Population (Dec. 2004)
- • Total: 386
- • Density: 37.1/km^{2} (96.1/sq mi)
- Demonym: Roddinesi
- Time zone: UTC+1 (CET)
- • Summer (DST): UTC+2 (CEST)
- Postal code: 12050
- Dialing code: 0173

= Roddino =

Roddino is a comune (municipality) in the Province of Cuneo in the Italian region Piedmont, located about 60 km southeast of Turin and about 45 km northeast of Cuneo. As of 31 December 2004, it had a population of 386 and an area of 10.4 km2.

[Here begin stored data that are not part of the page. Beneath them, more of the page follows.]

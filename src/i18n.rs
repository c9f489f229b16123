//! English and Danish interface strings.

use std::env;

use serde::{Deserialize, Serialize};

#[derive(Copy, Clone, Debug, Default, Eq, PartialEq, Serialize, Deserialize, clap::ValueEnum)]
#[serde(rename_all = "lowercase")]
pub enum Language {
    #[default]
    En,
    Da,
}

impl Language {
    /// Guess from the POSIX locale variables, Danish only when the locale says so.
    #[must_use]
    pub fn detect() -> Self {
        ["LC_ALL", "LC_MESSAGES", "LANG"]
            .into_iter()
            .filter_map(|name| env::var(name).ok())
            .find(|value| !value.is_empty())
            .map_or_else(Self::default, |locale| Self::from_locale(&locale))
    }

    #[must_use]
    pub fn from_locale(locale: &str) -> Self {
        if locale.to_ascii_lowercase().starts_with("da") { Self::Da } else { Self::En }
    }

    #[must_use]
    pub const fn get(self, text: Text) -> &'static str {
        match self {
            Self::En => text.english(),
            Self::Da => text.danish(),
        }
    }

    /// Look up the template and replace each `{name}` with its value.
    #[must_use]
    pub fn format(self, text: Text, params: &[(&str, &str)]) -> String {
        params.iter().fold(self.get(text).to_string(), |template, (name, value)| {
            template.replace(&format!("{{{name}}}"), value)
        })
    }
}

#[derive(Copy, Clone, Debug, Eq, PartialEq)]
pub enum Text {
    Title,
    Electricity,
    ElectricitySubtitle,
    TodayMin,
    TodayMax,
    Average,
    Petrol,
    Diesel,
    NaturalGas,
    Water,
    DistrictHeating,
    Today,
    Tomorrow,
    Week,
    Time,
    SpotPrice,
    GridCost,
    Total,
    Cheap,
    Moderate,
    Expensive,
    ForecastTitle,
    BestHours,
    WorstHours,
    Waiting,
    Unable,
    Rising,
    Falling,
    Stable,
    NextStep,
    HistoryTitle,
    Date,
    Min,
    Max,
    Updated,
    HighPriceTitle,
    HighPriceBody,
    LowPriceTitle,
    LowPriceBody,
}

impl Text {
    const fn english(self) -> &'static str {
        match self {
            Self::Title => "🇩🇰 Energy Prices",
            Self::Electricity => "Electricity",
            Self::ElectricitySubtitle => "Spot price + Grid costs (incl. nettarif)",
            Self::TodayMin => "Today Min",
            Self::TodayMax => "Today Max",
            Self::Average => "Avg",
            Self::Petrol => "Benzin 95",
            Self::Diesel => "Diesel",
            Self::NaturalGas => "Natural Gas",
            Self::Water => "Water",
            Self::DistrictHeating => "Fjernvarme",
            Self::Today => "Today",
            Self::Tomorrow => "Tomorrow",
            Self::Week => "Week",
            Self::Time => "Time",
            Self::SpotPrice => "Spot Price",
            Self::GridCost => "Grid Cost (Net)",
            Self::Total => "Total",
            Self::Cheap => "Cheap (<1.5 DKK)",
            Self::Moderate => "Moderate (1.5-3 DKK)",
            Self::Expensive => "Expensive (>3 DKK)",
            Self::ForecastTitle => "🔮 Price Forecast",
            Self::BestHours => "Best Hours to Use Electricity",
            Self::WorstHours => "Avoid These Hours (Highest Prices)",
            Self::Waiting => "Waiting for tomorrow's prices...",
            Self::Unable => "Unable to load forecast data",
            Self::Rising => {
                "⚠️ Prices are expected to INCREASE in the next few hours. Current: {current} DKK → Average upcoming: {avg} DKK. Consider running high-consumption appliances now!"
            }
            Self::Falling => {
                "✅ Good news! Prices are expected to DECREASE. Current: {current} DKK → Average upcoming: {avg} DKK. Wait a bit for lower prices!"
            }
            Self::Stable => "ℹ️ Prices are stable. Current: {current} DKK → Average upcoming: {avg} DKK.",
            Self::NextStep => "Next",
            Self::HistoryTitle => "📈 Historical Trends",
            Self::Date => "Date",
            Self::Min => "Min",
            Self::Max => "Max",
            Self::Updated => "Updated: {time}",
            Self::HighPriceTitle => "⚡ High Electricity Price!",
            Self::HighPriceBody => {
                "Current price is {price} DKK/kWh, above 5 DKK. Consider reducing consumption."
            }
            Self::LowPriceTitle => "✅ Electricity Price Dropped!",
            Self::LowPriceBody => {
                "Price is now {price} DKK/kWh, below 3 DKK. Good time to use electricity!"
            }
        }
    }

    const fn danish(self) -> &'static str {
        match self {
            Self::Title => "🇩🇰 Energipriser",
            Self::Electricity => "Elektricitet",
            Self::ElectricitySubtitle => "Spotpris + Nettarif (inkl. afgifter)",
            Self::TodayMin => "I dag Min",
            Self::TodayMax => "I dag Maks",
            Self::Average => "Gns",
            Self::Petrol => "Benzin 95",
            Self::Diesel => "Diesel",
            Self::NaturalGas => "Naturgas",
            Self::Water => "Vand",
            Self::DistrictHeating => "Fjernvarme",
            Self::Today => "I dag",
            Self::Tomorrow => "I morgen",
            Self::Week => "Uge",
            Self::Time => "Tid",
            Self::SpotPrice => "Spotpris",
            Self::GridCost => "Nettarif",
            Self::Total => "I alt",
            Self::Cheap => "Billig (<1,5 DKK)",
            Self::Moderate => "Moderat (1,5-3 DKK)",
            Self::Expensive => "Dyr (>3 DKK)",
            Self::ForecastTitle => "🔮 Prisprognose",
            Self::BestHours => "Bedste timer til elforbrug",
            Self::WorstHours => "Undgå disse timer (højeste priser)",
            Self::Waiting => "Venter på morgendagens priser...",
            Self::Unable => "Kan ikke indlæse prognosedata",
            Self::Rising => {
                "⚠️ Priserne forventes at STIGE i de næste par timer. Nuværende: {current} DKK → Gennemsnitlig kommende: {avg} DKK. Overvej at køre højtforbrugende apparater nu!"
            }
            Self::Falling => {
                "✅ Godt nyt! Priserne forventes at FALDE. Nuværende: {current} DKK → Gennemsnitlig kommende: {avg} DKK. Vent lidt for lavere priser!"
            }
            Self::Stable => {
                "ℹ️ Priserne er stabile. Nuværende: {current} DKK → Gennemsnitlig kommende: {avg} DKK."
            }
            Self::NextStep => "Næste",
            Self::HistoryTitle => "📈 Historiske tendenser",
            Self::Date => "Dato",
            Self::Min => "Min",
            Self::Max => "Maks",
            Self::Updated => "Opdateret: {time}",
            Self::HighPriceTitle => "⚡ Høj elpris!",
            Self::HighPriceBody => {
                "Nuværende pris er {price} DKK/kWh, over 5 DKK. Overvej at reducere forbruget."
            }
            Self::LowPriceTitle => "✅ Elprisen er faldet!",
            Self::LowPriceBody => {
                "Prisen er nu {price} DKK/kWh, under 3 DKK. Godt tidspunkt at bruge strøm!"
            }
        }
    }
}
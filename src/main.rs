#![allow(clippy::doc_markdown)]
#![doc = include_str!("../README.md")]

mod api;
mod cache;
mod calendar;
mod cli;
mod dashboard;
mod forecast;
mod i18n;
mod ingestion;
mod interval;
mod preferences;
mod prelude;
mod quantity;
mod region;
mod series;
mod snapshot;
mod tables;
mod tariff;

use clap::{Parser, crate_version};
use tracing_subscriber::EnvFilter;

use crate::{
    cli::{Args, Command},
    prelude::*,
};

#[tokio::main(flavor = "current_thread")]
async fn main() -> Result {
    let _ = dotenvy::dotenv();
    tracing_subscriber::fmt()
        .with_env_filter(
            EnvFilter::try_from_default_env().unwrap_or_else(|_| EnvFilter::new("info")),
        )
        .with_writer(std::io::stderr)
        .without_time()
        .compact()
        .init();
    info!(version = crate_version!(), "starting…");

    let args = Args::parse();

    match args.command {
        Command::Show(show_args) => {
            cli::show(*show_args, &args.storage).await?;
        }
        Command::Watch(watch_args) => {
            cli::watch(*watch_args, &args.storage).await?;
        }
        Command::Prefs(prefs_args) => {
            cli::prefs(&prefs_args, &args.storage)?;
        }
    }

    info!("done!");
    Ok(())
}
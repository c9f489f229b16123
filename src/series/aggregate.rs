use chrono::NaiveDate;
use itertools::Itertools;

use crate::{calendar, quantity::rate::KilowattHourRate, series::PricePoint};

/// Per-day statistics of the historical series.
#[derive(Copy, Clone, Debug, PartialEq)]
pub struct DailyAggregate {
    pub date: NaiveDate,
    pub average: KilowattHourRate,
    pub min: KilowattHourRate,
    pub max: KilowattHourRate,
}

impl DailyAggregate {
    /// Group the points by the Danish calendar date, in date order.
    #[must_use]
    pub fn from_series(points: &[PricePoint]) -> Vec<Self> {
        points
            .iter()
            .into_group_map_by(|point| calendar::local_date(point.start()))
            .into_iter()
            .sorted_unstable_by_key(|(date, _)| *date)
            .filter_map(|(date, points)| {
                let (min, max) = points.iter().map(|point| point.total).minmax().into_option()?;
                #[allow(clippy::cast_precision_loss)]
                let average =
                    points.iter().map(|point| point.total).sum::<KilowattHourRate>() / points.len() as f64;
                Some(Self { date, average, min, max })
            })
            .collect()
    }
}

/// Keep every `step`-th point, starting with the first one.
#[must_use]
pub fn downsample(points: &[PricePoint], step: usize) -> Vec<PricePoint> {
    points.iter().step_by(step.max(1)).copied().collect()
}
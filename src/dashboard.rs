//! Owner of the displayed snapshot: refreshes it, renders it, and keeps it fresh in watch mode.

use std::{
    io::{self, BufRead, BufReader},
    thread,
    time::Duration,
};

use bon::Builder;
use chrono::{DateTime, Utc};
use itertools::Itertools;
use tokio::{
    pin,
    select,
    signal,
    sync::mpsc::{self, error::TrySendError},
    time::{self, MissedTickBehavior},
};

use crate::{
    api::{fuel, provider::Provider, utilities},
    cache::Cache,
    calendar,
    forecast::{Alert, BestWorst, Forecast, Summary, Trend},
    i18n::{Language, Text},
    ingestion::Ingestion,
    prelude::*,
    region::Region,
    series::{self, DailyAggregate},
    snapshot::Snapshot,
    tables::{
        alert_message,
        build_best_worst_table,
        build_history_table,
        build_legend_table,
        build_other_prices_table,
        build_prices_table,
        build_summary_table,
        build_week_table,
        forecast_message,
    },
};

#[derive(Builder)]
pub struct Dashboard {
    region: Region,
    language: Language,
    ingestion: Ingestion,
    fuel: fuel::Api,
    utilities: utilities::Api,
    cache: Cache,

    /// Include the downsampled week in the output.
    #[builder(default)]
    show_week: bool,

    #[builder(skip)]
    snapshot: Snapshot,
}

impl Dashboard {
    /// Every fourth point of the week, hourly for the quarter-hourly dataset.
    pub const WEEK_STEP: usize = 4;

    #[must_use]
    pub const fn region(&self) -> Region {
        self.region
    }

    /// Take the cached snapshot if it is fresh and for the same region.
    pub fn restore(&mut self, now: DateTime<Utc>) -> bool {
        match self.cache.load(now) {
            Some(snapshot) if snapshot.region == self.region => {
                self.snapshot = snapshot;
                true
            }
            Some(snapshot) => {
                info!(cached = %snapshot.region, requested = %self.region, "ignoring the cache for another region");
                false
            }
            None => false,
        }
    }

    /// Fetch everything and replace the snapshot.
    pub async fn refresh(&mut self) -> Option<Alert> {
        let now = Utc::now();
        let snapshot = self.fetch(now).await;
        self.replace(snapshot, now)
    }

    /// Build a new snapshot without touching the current one.
    #[instrument(skip_all, fields(region = %self.region))]
    pub async fn fetch(&self, now: DateTime<Utc>) -> Snapshot {
        info!("refreshing…");
        let (upcoming, history, fuel, utilities) = tokio::join!(
            self.ingestion.fetch_upcoming(self.region, now),
            self.ingestion.fetch_history(self.region, now),
            self.fuel.fetch_or_default(),
            self.utilities.fetch_or_default(),
        );
        info!(
            n_today = upcoming.today.len(),
            n_tomorrow = upcoming.tomorrow.len(),
            n_history = history.len(),
            "refreshed"
        );
        Snapshot {
            region: self.region,
            fetched_at: Some(now),
            current: upcoming.current,
            today: upcoming.today,
            tomorrow: upcoming.tomorrow,
            history,
            fuel,
            utilities,
        }
    }

    /// Swap in the new snapshot and report a crossed price threshold, if any.
    pub fn replace(&mut self, snapshot: Snapshot, now: DateTime<Utc>) -> Option<Alert> {
        let alert = Alert::detect(
            self.snapshot.current.map(|point| point.total),
            snapshot.current.map(|point| point.total),
        );
        if snapshot.is_empty() {
            warn!("not caching an empty snapshot");
        } else {
            self.cache.store(&snapshot, now);
        }
        self.snapshot = snapshot;
        alert
    }

    #[must_use]
    pub fn render(&self, now: DateTime<Utc>) -> String {
        let language = self.language;
        let snapshot = &self.snapshot;
        let mut sections = Vec::new();

        let mut header = format!("{} · {}", language.get(Text::Title), snapshot.region);
        if let Some(fetched_at) = snapshot.fetched_at {
            let time = calendar::local(fetched_at).format("%Y-%m-%d %H:%M").to_string();
            header.push_str(" · ");
            header.push_str(&language.format(Text::Updated, &[("time", time.as_str())]));
        }
        sections.push(header);
        sections.push(language.get(Text::ElectricitySubtitle).to_string());

        let current = snapshot.current.as_ref();
        let summary = Summary::of(&snapshot.today);
        let next_step = Trend::next_step(&snapshot.today, now);
        sections.push(build_summary_table(summary, current, next_step, language).to_string());

        let upcoming = snapshot.upcoming().copied().collect_vec();
        let forecast = Forecast::new(&upcoming, current.map(|point| point.total), now);
        sections.push(String::new());
        sections.push(language.get(Text::ForecastTitle).to_string());
        sections.push(forecast_message(forecast, language));

        for (title, points) in [(Text::Today, &snapshot.today), (Text::Tomorrow, &snapshot.tomorrow)] {
            if !points.is_empty() {
                sections.push(String::new());
                sections.push(language.get(title).to_string());
                sections.push(build_prices_table(points, current, language).to_string());
            }
        }
        if !upcoming.is_empty() {
            sections.push(build_legend_table(language).to_string());
            sections.push(build_best_worst_table(&BestWorst::of(&upcoming), language).to_string());
        }

        if !snapshot.history.is_empty() {
            sections.push(String::new());
            sections.push(language.get(Text::HistoryTitle).to_string());
            let days = DailyAggregate::from_series(&snapshot.history);
            sections.push(build_history_table(&days, language).to_string());
            if self.show_week {
                let week = series::downsample(&snapshot.history, Self::WEEK_STEP);
                sections.push(build_week_table(&week, language).to_string());
            }
        }

        sections.push(build_other_prices_table(&snapshot.fuel, &snapshot.utilities, language).to_string());
        sections.join("\n")
    }

    fn notify(&self, alert: Option<Alert>) {
        if let Some(alert) = alert {
            let (title, body) = alert_message(alert, self.language);
            warn!(?alert, "price alert");
            println!("{title}\n{body}");
        }
    }

    /// Refresh periodically and on every line from the standard input, until Ctrl+C.
    pub async fn watch(&mut self, period: Duration) -> Result {
        let (trigger_sender, triggers) = mpsc::channel(1);
        spawn_trigger_reader(BufReader::new(io::stdin()), trigger_sender)?;
        self.run(period, triggers, signal::ctrl_c()).await
    }

    /// Refresh on ticks and triggers until `shutdown` resolves.
    ///
    /// Triggers that arrive while a refresh is running are dropped, so refreshes never overlap.
    async fn run(
        &mut self,
        period: Duration,
        mut triggers: mpsc::Receiver<()>,
        shutdown: impl Future<Output = std::io::Result<()>>,
    ) -> Result {
        pin!(shutdown);
        let mut ticker = time::interval(period);
        ticker.set_missed_tick_behavior(MissedTickBehavior::Skip);
        if self.restore(Utc::now()) {
            println!("{}", self.render(Utc::now()));
            ticker.reset();
        }

        loop {
            select! {
                _ = ticker.tick() => debug!("scheduled refresh"),
                Some(()) = triggers.recv() => info!("manual refresh"),
                result = &mut shutdown => {
                    result.context("failed to listen for Ctrl+C")?;
                    info!("stopping…");
                    return Ok(());
                }
            }

            let now = Utc::now();
            let snapshot = {
                let fetch = self.fetch(now);
                pin!(fetch);
                loop {
                    select! {
                        snapshot = &mut fetch => break snapshot,
                        Some(()) = triggers.recv() => warn!("a refresh is already running, ignoring the trigger"),
                        result = &mut shutdown => {
                            result.context("failed to listen for Ctrl+C")?;
                            info!("stopping…");
                            return Ok(());
                        }
                    }
                }
            };
            let alert = self.replace(snapshot, now);
            println!("{}", self.render(Utc::now()));
            self.notify(alert);
        }
    }

    /// Print the cached or freshly fetched snapshot once.
    pub async fn show(&mut self) {
        if !self.restore(Utc::now()) {
            let alert = self.refresh().await;
            self.notify(alert);
        }
        println!("{}", self.render(Utc::now()));
    }
}

/// Read the input on a plain thread, which is abandoned on exit.
fn spawn_trigger_reader(input: impl BufRead + Send + 'static, sender: mpsc::Sender<()>) -> Result {
    thread::Builder::new()
        .name("triggers".into())
        .spawn(move || read_triggers(input, &sender))
        .context("failed to spawn the input reader")?;
    Ok(())
}

/// Forward a trigger for each input line; keep at most one pending.
fn read_triggers(input: impl BufRead, sender: &mpsc::Sender<()>) {
    for line in input.lines() {
        if let Err(error) = line {
            warn!("failed to read the standard input: {error:#}");
            return;
        }
        match sender.try_send(()) {
            Ok(()) => {}
            Err(TrySendError::Full(())) => debug!("a trigger is already pending"),
            Err(TrySendError::Closed(())) => return,
        }
    }
    debug!("standard input closed, manual triggers are off");
}
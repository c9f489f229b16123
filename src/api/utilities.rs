//! Periodically updated utility prices published as a static JSON document.

use std::collections::BTreeMap;

use async_trait::async_trait;
use chrono::NaiveDate;
use reqwest::{Client, Url};
use serde::{Deserialize, Serialize};

use crate::{
    api::provider::Provider,
    prelude::*,
    quantity::{rate::MegawattHourRate, volume::CubicMetrePrice},
};

#[derive(Clone, Debug, PartialEq, Serialize, Deserialize)]
pub struct UtilityPrices {
    /// Natural gas.
    pub gas: CubicMetrePrice,

    /// Tap water including taxes.
    pub water: CubicMetrePrice,

    /// Variable district heating («fjernvarme») energy price including VAT.
    pub district_heating: MegawattHourRate,

    #[serde(default, skip_serializing_if = "Option::is_none")]
    pub district_heating_supplier: Option<String>,

    #[serde(default, skip_serializing_if = "Option::is_none")]
    pub updated_on: Option<NaiveDate>,
}

impl Default for UtilityPrices {
    fn default() -> Self {
        Self {
            gas: CubicMetrePrice(8.50),
            water: CubicMetrePrice(45.00),
            district_heating: MegawattHourRate(485.0),
            district_heating_supplier: None,
            updated_on: None,
        }
    }
}

pub struct Api {
    client: Client,

    /// Without the URL, the defaults are used as is.
    url: Option<Url>,
}

impl Api {
    #[must_use]
    pub const fn new(client: Client, url: Option<Url>) -> Self {
        Self { client, url }
    }
}

#[async_trait]
impl Provider for Api {
    type Output = UtilityPrices;

    fn name(&self) -> &'static str {
        "utilities"
    }

    #[instrument(skip_all)]
    async fn fetch(&self) -> Result<UtilityPrices> {
        let Some(url) = &self.url else {
            debug!("no config URL, using the defaults");
            return Ok(UtilityPrices::default());
        };
        info!(%url, "fetching…");
        let document = self
            .client
            .get(url.clone())
            .send()
            .await
            .context("failed to call")?
            .error_for_status()
            .context("request failed")?
            .json::<Document>()
            .await
            .context("failed to deserialize the document")?;
        Ok(document.into())
    }
}

#[derive(Deserialize)]
struct Document {
    #[serde(rename = "lastUpdated")]
    last_updated: Option<NaiveDate>,

    #[serde(default)]
    gas: Option<Priced>,

    #[serde(default)]
    water: Option<Priced>,

    /// Suppliers keyed by their slug.
    #[serde(default)]
    fjernvarme: BTreeMap<String, DistrictHeatingSupplier>,
}

#[derive(Deserialize)]
struct Priced {
    price: f64,
}

#[derive(Deserialize)]
struct DistrictHeatingSupplier {
    name: Option<String>,
    prices: DistrictHeatingPrices,
}

#[derive(Deserialize)]
struct DistrictHeatingPrices {
    #[serde(rename = "variablePris")]
    variable: f64,
}

impl From<Document> for UtilityPrices {
    fn from(document: Document) -> Self {
        let defaults = Self::default();
        let supplier = document.fjernvarme.into_iter().next();
        Self {
            gas: document.gas.map_or(defaults.gas, |gas| CubicMetrePrice(gas.price)),
            water: document.water.map_or(defaults.water, |water| CubicMetrePrice(water.price)),
            district_heating: supplier
                .as_ref()
                .map_or(defaults.district_heating, |(_, supplier)| {
                    MegawattHourRate(supplier.prices.variable)
                }),
            district_heating_supplier: supplier
                .map(|(slug, supplier)| supplier.name.unwrap_or(slug)),
            updated_on: document.last_updated,
        }
    }
}
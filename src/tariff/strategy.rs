use crate::{quantity::rate::KilowattHourRate, region::Region, tariff::Tariffs};

/// How a spot price turns into the price a household pays.
pub trait PricingStrategy: Send + Sync {
    /// Everything on top of the spot price for the given local hour.
    fn grid_cost(&self, hour: u32, region: Region) -> KilowattHourRate;

    fn total_price(&self, spot: KilowattHourRate, hour: u32, region: Region) -> KilowattHourRate;
}

/// Bare spot price as published by the market.
pub struct FlatPricing;

impl PricingStrategy for FlatPricing {
    fn grid_cost(&self, _hour: u32, _region: Region) -> KilowattHourRate {
        KilowattHourRate::ZERO
    }

    fn total_price(&self, spot: KilowattHourRate, _hour: u32, _region: Region) -> KilowattHourRate {
        spot
    }
}

/// Spot price with the distribution tariff, fixed fees, and VAT layered on top.
pub struct TariffPricing(pub Tariffs);

impl PricingStrategy for TariffPricing {
    fn grid_cost(&self, hour: u32, region: Region) -> KilowattHourRate {
        self.0.grid_cost(hour, region)
    }

    fn total_price(&self, spot: KilowattHourRate, hour: u32, region: Region) -> KilowattHourRate {
        self.0.total_price(spot, hour, region)
    }
}

#[derive(Copy, Clone, Debug, Default, Eq, PartialEq, clap::ValueEnum)]
pub enum Pricing {
    /// Spot price only, excluding VAT.
    Flat,

    /// Spot price plus grid tariff, fees, and VAT.
    #[default]
    Tariffs,
}

impl Pricing {
    #[must_use]
    pub fn into_strategy(self, tariffs: Tariffs) -> Box<dyn PricingStrategy> {
        match self {
            Self::Flat => Box::new(FlatPricing),
            Self::Tariffs => Box::new(TariffPricing(tariffs)),
        }
    }
}
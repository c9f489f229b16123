use clap::Parser;

use crate::{
    cli::storage::StorageArgs,
    i18n::Language,
    preferences::Preferences,
    prelude::*,
    region::Region,
};

#[derive(Parser)]
pub struct PrefsArgs {
    #[clap(long)]
    pub region: Option<Region>,

    #[clap(long)]
    pub language: Option<Language>,

    /// Forget all the stored preferences.
    #[clap(long, conflicts_with_all = ["region", "language"])]
    pub reset: bool,
}

#[instrument(skip_all)]
pub fn prefs(args: &PrefsArgs, storage: &StorageArgs) -> Result {
    let path = &storage.preferences_path;
    let preferences = if args.reset {
        Preferences::default()
    } else {
        Preferences::read_from(path).merge(args.region, args.language)
    };
    preferences
        .write_to(path)
        .with_context(|| format!("failed to store the preferences in `{}`", path.display()))?;
    info!(region = ?preferences.region, language = ?preferences.language, "stored");
    Ok(())
}
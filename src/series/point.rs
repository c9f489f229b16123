use chrono::{DateTime, Utc};
use serde::{Deserialize, Serialize};

use crate::{
    calendar,
    interval::Interval,
    quantity::rate::KilowattHourRate,
    region::Region,
    tariff::PricingStrategy,
};

#[derive(Copy, Clone, Debug, PartialEq, Serialize, Deserialize)]
pub struct PricePoint {
    pub interval: Interval,

    /// Spot price excluding VAT.
    pub spot: KilowattHourRate,

    /// Tariff and fees including VAT.
    pub grid: KilowattHourRate,

    /// What the consumer pays.
    pub total: KilowattHourRate,
}

impl PricePoint {
    /// Price the spot rate with the strategy, using the local hour of the interval start.
    pub fn priced(
        interval: Interval,
        spot: KilowattHourRate,
        region: Region,
        strategy: &dyn PricingStrategy,
    ) -> Self {
        let hour = calendar::local_hour(interval.start);
        Self {
            interval,
            spot,
            grid: strategy.grid_cost(hour, region),
            total: strategy.total_price(spot, hour, region),
        }
    }

    #[must_use]
    pub const fn start(&self) -> DateTime<Utc> {
        self.interval.start
    }
}
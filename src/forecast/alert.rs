use crate::quantity::rate::KilowattHourRate;

/// Notification about the current price crossing a threshold between two refreshes.
#[derive(Copy, Clone, Debug, PartialEq)]
pub enum Alert {
    HighPrice(KilowattHourRate),
    LowPrice(KilowattHourRate),
}

impl Alert {
    pub const HIGH_ABOVE: KilowattHourRate = KilowattHourRate(5.0);
    pub const LOW_BELOW: KilowattHourRate = KilowattHourRate(3.0);

    /// Compare the previous and the new current price.
    ///
    /// Nothing is reported without a previous price, so that a fresh start stays quiet.
    #[must_use]
    pub fn detect(previous: Option<KilowattHourRate>, current: Option<KilowattHourRate>) -> Option<Self> {
        let (previous, current) = (previous?, current?);
        if previous <= Self::HIGH_ABOVE && current > Self::HIGH_ABOVE {
            Some(Self::HighPrice(current))
        } else if previous >= Self::LOW_BELOW && current < Self::LOW_BELOW {
            Some(Self::LowPrice(current))
        } else {
            None
        }
    }
}

#[cfg(test)]
mod tests {
    use super::*;

    #[test]
    fn test_detect_high_price() {
        let alert = Alert::detect(Some(KilowattHourRate(4.0)), Some(KilowattHourRate(5.5)));
        assert_eq!(alert, Some(Alert::HighPrice(KilowattHourRate(5.5))));
    }

    #[test]
    fn test_detect_low_price() {
        let alert = Alert::detect(Some(KilowattHourRate(3.0)), Some(KilowattHourRate(2.5)));
        assert_eq!(alert, Some(Alert::LowPrice(KilowattHourRate(2.5))));
    }

    #[test]
    fn test_detect_nothing() {
        assert_eq!(Alert::detect(Some(KilowattHourRate(6.0)), Some(KilowattHourRate(7.0))), None);
        assert_eq!(Alert::detect(Some(KilowattHourRate(2.0)), Some(KilowattHourRate(1.0))), None);
        assert_eq!(Alert::detect(None, Some(KilowattHourRate(9.0))), None);
    }
}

The municipality of Roddino contains the frazioni (subdivisions, mainly villages and hamlets) Costepomo, San Lorenzo, Noé, Santa Maria, Pozzetti, Lopiano, Santa Margherita, and Corini.

Roddino borders the following municipalities: Cerreto Langhe, Cissone, Dogliani, Monforte d'Alba, Serralunga d'Alba, Serravalle Langhe, and Sinio.